La spirale mortelle se poursuit dans la zone aurifère de Siguiri. Deux orpailleurs ont trouvé la mort, le samedi 24 janvier 2026, dans l’effondrement d’une mine artisanale exploitée clandestinement à Soumbrakolen, district de la sous-préfecture de Doko, situé à une trentaine de kilomètres du centre urbain de Siguiri.
Selon des sources administratives locales, le drame s’est produit dans une ancienne mine abandonnée, régulièrement réinvestie par des chercheurs d’or qui y travaillent de nuit, en dehors de tout cadre légal et sans mesures de sécurité. La fragilité du sol a provoqué un effondrement brutal, ensevelissant mortellement deux personnes.

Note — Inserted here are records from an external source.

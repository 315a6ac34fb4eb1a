//! Spell List Engine
//!
//! Canonical spell collection plus a derived, filtered and sorted view.
//! Every patch returns a new collection and is applied only after the
//! server has confirmed the mutation.

use std::cmp::Ordering;
use std::fmt;
use std::str::FromStr;

use icu_collator::options::CollatorOptions;
use icu_collator::{Collator, CollatorBorrowed};

use crate::error::ApiError;
use crate::models::{Spell, VoteType};

pub const ALL_ELEMENTS: &str = "all";

/// Sort order for the spell view
#[derive(Debug, Clone, Copy, PartialEq, Eq, Default)]
pub enum SortKey {
    /// Highest id first; ids stand in for creation time
    #[default]
    Newest,
    Oldest,
    MostVoted,
    LeastVoted,
    Alphabetical,
}

impl SortKey {
    pub const ALL: [SortKey; 5] = [
        SortKey::Newest,
        SortKey::Oldest,
        SortKey::MostVoted,
        SortKey::LeastVoted,
        SortKey::Alphabetical,
    ];

    pub fn as_str(&self) -> &'static str {
        match self {
            SortKey::Newest => "newest",
            SortKey::Oldest => "oldest",
            SortKey::MostVoted => "most_voted",
            SortKey::LeastVoted => "least_voted",
            SortKey::Alphabetical => "alphabetical",
        }
    }

    pub fn label(&self) -> &'static str {
        match self {
            SortKey::Newest => "Newest First",
            SortKey::Oldest => "Oldest First",
            SortKey::MostVoted => "Most Voted",
            SortKey::LeastVoted => "Least Voted",
            SortKey::Alphabetical => "Alphabetical",
        }
    }

    /// Unknown keys fall back to `Newest`
    pub fn parse_or_default(s: &str) -> Self {
        s.parse().unwrap_or_default()
    }

    fn compare(&self, a: &Spell, b: &Spell) -> Ordering {
        match self {
            SortKey::Newest => b.id.cmp(&a.id),
            SortKey::Oldest => a.id.cmp(&b.id),
            SortKey::MostVoted => b.vote_count.cmp(&a.vote_count),
            SortKey::LeastVoted => a.vote_count.cmp(&b.vote_count),
            SortKey::Alphabetical => compare_names(&a.name, &b.name),
        }
    }
}

impl fmt::Display for SortKey {
    fn fmt(&self, f: &mut fmt::Formatter<'_>) -> fmt::Result {
        f.write_str(self.as_str())
    }
}

impl FromStr for SortKey {
    type Err = String;

    fn from_str(s: &str) -> Result<Self, Self::Err> {
        SortKey::ALL
            .into_iter()
            .find(|key| key.as_str() == s)
            .ok_or_else(|| format!("unknown sort key: {}", s))
    }
}

thread_local! {
    /// Root-locale collation: accents sort with their base letter, lowercase first
    static NAME_COLLATOR: Option<CollatorBorrowed<'static>> =
        Collator::try_new(Default::default(), CollatorOptions::default())
            .map_err(|e| log::error!("[SPELLS] Collation data unavailable: {}", e))
            .ok();
}

fn compare_names(a: &str, b: &str) -> Ordering {
    NAME_COLLATOR.with(|collator| match collator {
        Some(collator) => collator.compare(a, b),
        None => a.to_lowercase().cmp(&b.to_lowercase()).then_with(|| b.cmp(a)),
    })
}

/// Filter and sort inputs for the view
#[derive(Debug, Clone, PartialEq)]
pub struct ListCriteria {
    pub search: String,
    /// "all" or an element tag, compared case-insensitively
    pub element: String,
    pub sort: SortKey,
    /// Only honored while someone is signed in
    pub mine_only: bool,
}

impl Default for ListCriteria {
    fn default() -> Self {
        Self {
            search: String::new(),
            element: ALL_ELEMENTS.to_string(),
            sort: SortKey::default(),
            mine_only: false,
        }
    }
}

impl ListCriteria {
    /// Whether search or element narrowing is active
    pub fn is_filtering(&self) -> bool {
        !self.search.is_empty() || !self.element.eq_ignore_ascii_case(ALL_ELEMENTS)
    }
}

pub fn matches_search(spell: &Spell, term: &str) -> bool {
    if term.is_empty() {
        return true;
    }
    let term = term.to_lowercase();
    spell.name.to_lowercase().contains(&term) || spell.description.to_lowercase().contains(&term)
}

fn matches_element(spell: &Spell, element: &str) -> bool {
    element.eq_ignore_ascii_case(ALL_ELEMENTS) || spell.element.to_lowercase() == element.to_lowercase()
}

/// Derive the displayed view; never touches `spells`
pub fn derive_view(spells: &[Spell], criteria: &ListCriteria, viewer_id: Option<u32>) -> Vec<Spell> {
    let owner = if criteria.mine_only { viewer_id } else { None };

    let mut view: Vec<Spell> = spells
        .iter()
        .filter(|spell| matches_search(spell, &criteria.search))
        .filter(|spell| matches_element(spell, &criteria.element))
        .filter(|spell| owner.map_or(true, |id| spell.user_id == id))
        .cloned()
        .collect();

    // Stable: ties keep fetch order
    view.sort_by(|a, b| criteria.sort.compare(a, b));
    view
}

/// Distinct element tags in first-seen order, for the filter dropdown
pub fn unique_elements(spells: &[Spell]) -> Vec<String> {
    let mut seen: Vec<String> = Vec::new();
    for spell in spells {
        if !seen.iter().any(|e| e.eq_ignore_ascii_case(&spell.element)) {
            seen.push(spell.element.clone());
        }
    }
    seen
}

// ========================
// Confirmed patches
// ========================

/// Take the server's vote_count and user_vote for one spell
pub fn apply_vote_result(spells: &[Spell], id: u32, vote_count: i64, user_vote: Option<VoteType>) -> Vec<Spell> {
    spells
        .iter()
        .map(|spell| {
            if spell.id == id {
                Spell {
                    vote_count,
                    user_vote,
                    ..spell.clone()
                }
            } else {
                spell.clone()
            }
        })
        .collect()
}

/// Replace a spell wholesale with the server's representation
pub fn apply_update(spells: &[Spell], updated: &Spell) -> Vec<Spell> {
    spells
        .iter()
        .map(|spell| if spell.id == updated.id { updated.clone() } else { spell.clone() })
        .collect()
}

/// Remove a spell; missing ids are a no-op
pub fn apply_delete(spells: &[Spell], id: u32) -> Vec<Spell> {
    spells.iter().filter(|spell| spell.id != id).cloned().collect()
}

/// Append a newly created spell, replacing any cached copy with the same id
pub fn apply_create(spells: &[Spell], created: &Spell) -> Vec<Spell> {
    let mut next = apply_delete(spells, created.id);
    next.push(created.clone());
    next
}

/// Drop every viewer-specific vote, used when the viewer changes
pub fn clear_viewer_votes(spells: &[Spell]) -> Vec<Spell> {
    spells
        .iter()
        .map(|spell| Spell {
            user_vote: None,
            ..spell.clone()
        })
        .collect()
}

/// Patch after a vote call; `None` leaves the collection untouched
pub fn settle_vote(spells: &[Spell], outcome: &Result<Spell, ApiError>) -> Option<Vec<Spell>> {
    match outcome {
        Ok(updated) => Some(apply_vote_result(spells, updated.id, updated.vote_count, updated.user_vote)),
        Err(_) => None,
    }
}

#[cfg(test)]
mod tests {
    use super::*;
    use rstest::rstest;

    fn make_spell(id: u32, name: &str, description: &str, element: &str, vote_count: i64) -> Spell {
        Spell {
            id,
            name: name.to_string(),
            description: description.to_string(),
            mana_cost: 10,
            damage: None,
            element: element.to_string(),
            user_id: id % 2,
            vote_count,
            user_vote: None,
        }
    }

    fn sample() -> Vec<Spell> {
        vec![
            make_spell(4, "Fireball", "A ball of flame", "fire", 3),
            make_spell(1, "Tidal Wave", "Summons a wave", "Water", -1),
            make_spell(3, "ember shield", "Wards against FIRE damage", "defense", 3),
            make_spell(2, "Gust", "A sharp wind", "air", 0),
        ]
    }

    fn ids(spells: &[Spell]) -> Vec<u32> {
        spells.iter().map(|s| s.id).collect()
    }

    #[test]
    fn test_search_is_case_insensitive_on_name_and_description() {
        let spells = sample();
        let criteria = ListCriteria {
            search: "fIrE".to_string(),
            ..Default::default()
        };
        let view = derive_view(&spells, &criteria, None);
        assert_eq!(ids(&view), vec![4, 3]);

        for spell in &spells {
            let included = view.iter().any(|s| s.id == spell.id);
            let lower = "fire";
            let hit = spell.name.to_lowercase().contains(lower) || spell.description.to_lowercase().contains(lower);
            assert_eq!(included, hit, "spell {}", spell.id);
        }
    }

    #[test]
    fn test_element_filter_is_case_insensitive() {
        let criteria = ListCriteria {
            element: "water".to_string(),
            ..Default::default()
        };
        assert_eq!(ids(&derive_view(&sample(), &criteria, None)), vec![1]);

        let criteria = ListCriteria {
            element: "ALL".to_string(),
            ..Default::default()
        };
        assert_eq!(derive_view(&sample(), &criteria, None).len(), 4);
    }

    #[test]
    fn test_mine_only_requires_viewer() {
        let criteria = ListCriteria {
            mine_only: true,
            ..Default::default()
        };
        // user_id is id % 2
        assert_eq!(ids(&derive_view(&sample(), &criteria, Some(0))), vec![4, 2]);
        assert_eq!(derive_view(&sample(), &criteria, None).len(), 4);
    }

    #[rstest]
    #[case(SortKey::Newest, vec![4, 3, 2, 1])]
    #[case(SortKey::Oldest, vec![1, 2, 3, 4])]
    #[case(SortKey::MostVoted, vec![4, 3, 2, 1])]
    #[case(SortKey::LeastVoted, vec![1, 2, 4, 3])]
    #[case(SortKey::Alphabetical, vec![3, 4, 2, 1])]
    fn test_sort_keys(#[case] sort: SortKey, #[case] expected: Vec<u32>) {
        let criteria = ListCriteria { sort, ..Default::default() };
        let first = derive_view(&sample(), &criteria, None);
        assert_eq!(ids(&first), expected);

        // Same inputs, same order
        let second = derive_view(&sample(), &criteria, None);
        assert_eq!(first, second);
    }

    #[test]
    fn test_most_voted_is_stable_for_ties() {
        let spells = vec![
            make_spell(1, "a", "d", "fire", -1),
            make_spell(2, "b", "d", "fire", 5),
            make_spell(3, "c", "d", "fire", 5),
        ];
        let criteria = ListCriteria {
            sort: SortKey::MostVoted,
            ..Default::default()
        };
        assert_eq!(ids(&derive_view(&spells, &criteria, None)), vec![2, 3, 1]);
    }

    #[test]
    fn test_alphabetical_collates_accents_and_case() {
        let spells = vec![
            make_spell(1, "Zephyr", "d", "air", 0),
            make_spell(2, "Éclair", "d", "light", 0),
            make_spell(3, "apple", "d", "earth", 0),
            make_spell(4, "Apple", "d", "earth", 0),
        ];
        let criteria = ListCriteria {
            sort: SortKey::Alphabetical,
            ..Default::default()
        };
        let names: Vec<String> = derive_view(&spells, &criteria, None)
            .into_iter()
            .map(|s| s.name)
            .collect();
        assert_eq!(names, vec!["apple", "Apple", "Éclair", "Zephyr"]);
    }

    #[test]
    fn test_derive_view_leaves_canonical_untouched() {
        let spells = sample();
        let before = spells.clone();
        let criteria = ListCriteria {
            search: "a".into(),
            sort: SortKey::Alphabetical,
            ..Default::default()
        };
        let _ = derive_view(&spells, &criteria, None);
        assert_eq!(spells, before);
    }

    #[test]
    fn test_apply_vote_result_touches_only_target() {
        let mut spells = sample();
        spells.push(make_spell(7, "Shadow Bolt", "Dark energy", "dark", 1));
        let before = spells.clone();

        let after = apply_vote_result(&spells, 7, 4, Some(VoteType::Upvote));

        assert_eq!(after.len(), before.len());
        for (old, new) in before.iter().zip(after.iter()) {
            if old.id == 7 {
                assert_eq!(new.vote_count, 4);
                assert_eq!(new.user_vote, Some(VoteType::Upvote));
                assert_eq!(
                    Spell { vote_count: old.vote_count, user_vote: old.user_vote, ..new.clone() },
                    *old
                );
            } else {
                assert_eq!(new, old);
            }
        }
        assert_eq!(spells, before);
    }

    #[test]
    fn test_apply_delete() {
        let mut spells = sample();
        spells.push(make_spell(7, "Shadow Bolt", "Dark energy", "dark", 1));

        let removed = apply_delete(&spells, 7);
        assert_eq!(removed.len(), spells.len() - 1);
        assert!(removed.iter().all(|s| s.id != 7));

        let untouched = apply_delete(&removed, 7);
        assert_eq!(untouched, removed);
    }

    #[test]
    fn test_apply_update_and_create() {
        let spells = sample();
        let mut edited = spells[1].clone();
        edited.name = "Tsunami".into();
        edited.damage = Some(40);

        let updated = apply_update(&spells, &edited);
        assert_eq!(updated[1], edited);
        assert_eq!(ids(&updated), ids(&spells));

        let created = make_spell(9, "Quake", "Shakes the ground", "earth", 0);
        let grown = apply_create(&spells, &created);
        assert_eq!(ids(&grown), vec![4, 1, 3, 2, 9]);
    }

    #[test]
    fn test_settle_vote_failure_leaves_collection() {
        let spells = sample();
        assert!(settle_vote(&spells, &Err(ApiError::from_status(403, ""))).is_none());
        assert!(settle_vote(&spells, &Err(ApiError::from_status(500, ""))).is_none());

        let mut voted = spells[0].clone();
        voted.vote_count = 10;
        voted.user_vote = Some(VoteType::Downvote);
        voted.name = "ignored".into();
        let patched = settle_vote(&spells, &Ok(voted)).unwrap();
        assert_eq!(patched[0].vote_count, 10);
        assert_eq!(patched[0].name, "Fireball");
    }

    #[test]
    fn test_clear_viewer_votes() {
        let mut spells = sample();
        spells[0].user_vote = Some(VoteType::Upvote);
        let cleared = clear_viewer_votes(&spells);
        assert!(cleared.iter().all(|s| s.user_vote.is_none()));
        assert_eq!(cleared[0].vote_count, 3);
    }

    #[test]
    fn test_unique_elements_and_sort_key_parsing() {
        let mut spells = sample();
        spells.push(make_spell(5, "Inferno", "More flame", "Fire", 0));
        assert_eq!(unique_elements(&spells), vec!["fire", "Water", "defense", "air"]);

        assert_eq!(SortKey::parse_or_default("most_voted"), SortKey::MostVoted);
        assert_eq!(SortKey::parse_or_default("bogus"), SortKey::Newest);
        assert_eq!(SortKey::LeastVoted.to_string(), "least_voted");
    }
}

« C’est une ancienne mine artisanale exploitée clandestinement. La terre a cédé et deux orpailleurs ont perdu la vie », a confirmé un membre du bureau du district.
Aussitôt alertées, les autorités locales et les services de sécurité se sont rendus sur les lieux pour procéder aux constats. Les corps des victimes ont été remis à leurs familles respectives pour inhumation.
Ce nouveau drame aggrave un bilan déjà alarmant dans la préfecture. Huit personnes ont péri en l’espace de trois jours dans des éboulements liés à l’orpaillage artisanal à Siguiri, une situation qui relance avec acuité le débat sur la sécurisation des sites miniers, la lutte contre l’exploitation illégale et la responsabilité des autorités face à une activité aussi lucrative que meurtrière.
Dans cette région fortement dépendante de l’orpaillage, les appels à un encadrement strict et à des mesures urgentes de prévention se multiplient, alors que les mines clandestines continuent de faucher des vies dans l’indifférence générale.